**Task instructions:** How many lines in the records below contain "Mutex"? Reply with the number alone.

_ _ _

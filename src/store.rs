// ===============================
// src/store.rs
// ===============================
//
// Persistence boundary:
//   <dir>/trades.jsonl      append-only, satu Trade per baris
//   <dir>/positions.json    snapshot posisi terbuka (ditulis ulang tiap mutasi)
//   <dir>/risk_limits.json  override RiskLimits
//
// Tulis JSON via file sementara + rename, jadi per-call all-or-nothing.
//

use std::path::{Path, PathBuf};
use std::sync::atomic::{AtomicBool, Ordering};

use async_trait::async_trait;
use thiserror::Error;
use tokio::{
    fs::{self, OpenOptions},
    io::AsyncWriteExt,
    sync::Mutex,
};
use tracing::{info, warn};

use crate::domain::{Position, Trade};
use crate::risk::RiskLimits;

#[derive(Debug, Error)]
pub enum StoreError {
    #[error("store io: {0}")]
    Io(#[from] std::io::Error),
    #[error("store json: {0}")]
    Json(#[from] serde_json::Error),
    #[error("store unavailable: {0}")]
    Unavailable(String),
}

#[async_trait]
pub trait TradeStore: Send + Sync {
    async fn persist_trade(&self, trade: &Trade) -> Result<(), StoreError>;
    async fn persist_positions(&self, positions: &[Position]) -> Result<(), StoreError>;
    async fn load_open_positions(&self) -> Result<Vec<Position>, StoreError>;
    async fn load_trades(&self) -> Result<Vec<Trade>, StoreError>;
    async fn load_risk_limits(&self) -> Result<Option<RiskLimits>, StoreError>;
    async fn save_risk_limits(&self, limits: &RiskLimits) -> Result<(), StoreError>;
}

const TRADES_FILE: &str = "trades.jsonl";
const POSITIONS_FILE: &str = "positions.json";
const LIMITS_FILE: &str = "risk_limits.json";

pub struct JsonlStore {
    dir: PathBuf,
    // serialisasi penulis (append + rename) dalam satu proses
    write_lock: Mutex<()>,
}

impl JsonlStore {
    /// Gagal di sini = startup error (persistence tidak bisa dijangkau).
    pub async fn open(dir: impl AsRef<Path>) -> Result<Self, StoreError> {
        let dir = dir.as_ref().to_path_buf();
        fs::create_dir_all(&dir).await?;
        info!(dir = %dir.display(), "store: opened");
        Ok(Self { dir, write_lock: Mutex::new(()) })
    }

    fn path(&self, name: &str) -> PathBuf {
        self.dir.join(name)
    }

    async fn write_atomic(&self, name: &str, bytes: &[u8]) -> Result<(), StoreError> {
        let _g = self.write_lock.lock().await;
        let target = self.path(name);
        let tmp = self.path(&format!("{name}.tmp"));
        let mut f = fs::File::create(&tmp).await?;
        f.write_all(bytes).await?;
        f.sync_all().await?;
        drop(f);
        fs::rename(&tmp, &target).await?;
        Ok(())
    }

    async fn read_optional(&self, name: &str) -> Result<Option<String>, StoreError> {
        match fs::read_to_string(self.path(name)).await {
            Ok(s) => Ok(Some(s)),
            Err(e) if e.kind() == std::io::ErrorKind::NotFound => Ok(None),
            Err(e) => Err(e.into()),
        }
    }
}

#[async_trait]
impl TradeStore for JsonlStore {
    async fn persist_trade(&self, trade: &Trade) -> Result<(), StoreError> {
        let mut line = serde_json::to_vec(trade)?;
        line.push(b'\n');
        let _g = self.write_lock.lock().await;
        let mut f = OpenOptions::new()
            .create(true)
            .append(true)
            .open(self.path(TRADES_FILE))
            .await?;
        // satu write_all per baris
        f.write_all(&line).await?;
        f.flush().await?;
        Ok(())
    }

    async fn persist_positions(&self, positions: &[Position]) -> Result<(), StoreError> {
        let bytes = serde_json::to_vec_pretty(positions)?;
        self.write_atomic(POSITIONS_FILE, &bytes).await
    }

    async fn load_open_positions(&self) -> Result<Vec<Position>, StoreError> {
        match self.read_optional(POSITIONS_FILE).await? {
            Some(s) if !s.trim().is_empty() => Ok(serde_json::from_str(&s)?),
            _ => Ok(Vec::new()),
        }
    }

    async fn load_trades(&self) -> Result<Vec<Trade>, StoreError> {
        let Some(raw) = self.read_optional(TRADES_FILE).await? else {
            return Ok(Vec::new());
        };
        let mut out = Vec::new();
        for (i, line) in raw.lines().enumerate() {
            if line.trim().is_empty() {
                continue;
            }
            match serde_json::from_str::<Trade>(line) {
                Ok(t) => out.push(t),
                // baris terakhir bisa terpotong kalau proses mati saat append
                Err(e) => warn!(line = i + 1, ?e, "store: skipping unreadable trade line"),
            }
        }
        Ok(out)
    }

    async fn load_risk_limits(&self) -> Result<Option<RiskLimits>, StoreError> {
        match self.read_optional(LIMITS_FILE).await? {
            Some(s) => Ok(Some(serde_json::from_str(&s)?)),
            None => Ok(None),
        }
    }

    async fn save_risk_limits(&self, limits: &RiskLimits) -> Result<(), StoreError> {
        let bytes = serde_json::to_vec_pretty(limits)?;
        self.write_atomic(LIMITS_FILE, &bytes).await
    }
}

#[derive(Default)]
struct MemoryInner {
    trades: Vec<Trade>,
    positions: Vec<Position>,
    limits: Option<RiskLimits>,
}

/// Store in-memory (tanpa DATA_DIR). `set_failing(true)` mensimulasikan
/// persistence yang down.
#[derive(Default)]
pub struct MemoryStore {
    inner: Mutex<MemoryInner>,
    failing: AtomicBool,
}

impl MemoryStore {
    pub fn new() -> Self {
        Self::default()
    }

    pub fn with_state(positions: Vec<Position>, trades: Vec<Trade>, limits: Option<RiskLimits>) -> Self {
        Self {
            inner: Mutex::new(MemoryInner { trades, positions, limits }),
            failing: AtomicBool::new(false),
        }
    }

    pub fn set_failing(&self, failing: bool) {
        self.failing.store(failing, Ordering::SeqCst);
    }

    fn check(&self) -> Result<(), StoreError> {
        if self.failing.load(Ordering::SeqCst) {
            return Err(StoreError::Unavailable("memory store set to fail".into()));
        }
        Ok(())
    }

    pub async fn trade_count(&self) -> usize {
        self.inner.lock().await.trades.len()
    }
}

#[async_trait]
impl TradeStore for MemoryStore {
    async fn persist_trade(&self, trade: &Trade) -> Result<(), StoreError> {
        self.check()?;
        self.inner.lock().await.trades.push(trade.clone());
        Ok(())
    }

    async fn persist_positions(&self, positions: &[Position]) -> Result<(), StoreError> {
        self.check()?;
        self.inner.lock().await.positions = positions.to_vec();
        Ok(())
    }

    async fn load_open_positions(&self) -> Result<Vec<Position>, StoreError> {
        self.check()?;
        Ok(self.inner.lock().await.positions.clone())
    }

    async fn load_trades(&self) -> Result<Vec<Trade>, StoreError> {
        self.check()?;
        Ok(self.inner.lock().await.trades.clone())
    }

    async fn load_risk_limits(&self) -> Result<Option<RiskLimits>, StoreError> {
        self.check()?;
        Ok(self.inner.lock().await.limits.clone())
    }

    async fn save_risk_limits(&self, limits: &RiskLimits) -> Result<(), StoreError> {
        self.check()?;
        self.inner.lock().await.limits = Some(limits.clone());
        Ok(())
    }
}

#[cfg(test)]
mod tests {
    use super::*;
    use crate::domain::{OrderOrigin, Side};
    use chrono::{TimeZone, Utc};

    fn trade(id: u64) -> Trade {
        Trade {
            id,
            order_id: format!("ORD-{id}"),
            symbol: "ETHUSDT".into(),
            side: Side::Buy,
            quantity: 0.25,
            price: 3_000.0,
            fees: 0.75,
            realized_pnl: None,
            timestamp: Utc.with_ymd_and_hms(2025, 6, 2, 10, 0, 0).unwrap(),
            strategy: "technical_analysis".into(),
            origin: OrderOrigin::Signal,
            stop_loss: Some(2_850.0),
            take_profit: Some(3_450.0),
        }
    }

    #[tokio::test]
    async fn jsonl_store_round_trips_and_survives_torn_line() {
        let dir = tempfile::tempdir().unwrap();
        let store = JsonlStore::open(dir.path().join("data")).await.unwrap();

        assert!(store.load_trades().await.unwrap().is_empty());
        assert!(store.load_open_positions().await.unwrap().is_empty());
        assert!(store.load_risk_limits().await.unwrap().is_none());

        store.persist_trade(&trade(1)).await.unwrap();
        store.persist_trade(&trade(2)).await.unwrap();
        // simulasi append yang terpotong
        let mut f = OpenOptions::new()
            .append(true)
            .open(dir.path().join("data").join(TRADES_FILE))
            .await
            .unwrap();
        f.write_all(b"{\"id\":3,\"order").await.unwrap();
        f.flush().await.unwrap();

        let trades = store.load_trades().await.unwrap();
        assert_eq!(trades.iter().map(|t| t.id).collect::<Vec<_>>(), vec![1, 2]);

        let limits = RiskLimits { max_daily_trades: 4, ..Default::default() };
        store.save_risk_limits(&limits).await.unwrap();
        assert_eq!(store.load_risk_limits().await.unwrap(), Some(limits));
    }

    #[tokio::test]
    async fn positions_snapshot_is_replaced() {
        let dir = tempfile::tempdir().unwrap();
        let store = JsonlStore::open(dir.path()).await.unwrap();
        let pos = Position {
            symbol: "ETHUSDT".into(),
            quantity: 0.25,
            avg_entry_price: 3_000.0,
            stop_loss: Some(2_850.0),
            take_profit: None,
            opened_at: Utc.with_ymd_and_hms(2025, 6, 2, 10, 0, 0).unwrap(),
            realized_pnl: 0.0,
            last_price: 3_010.0,
            unrealized_pnl: 2.5,
        };
        store.persist_positions(&[pos]).await.unwrap();
        assert_eq!(store.load_open_positions().await.unwrap().len(), 1);
        store.persist_positions(&[]).await.unwrap();
        assert!(store.load_open_positions().await.unwrap().is_empty());
    }

    #[tokio::test]
    async fn memory_store_can_fail() {
        let store = MemoryStore::new();
        store.persist_trade(&trade(1)).await.unwrap();
        store.set_failing(true);
        assert!(matches!(store.persist_trade(&trade(2)).await, Err(StoreError::Unavailable(_))));
        store.set_failing(false);
        assert_eq!(store.trade_count().await, 1);
    }
}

_ _ _

**Completed task:** 5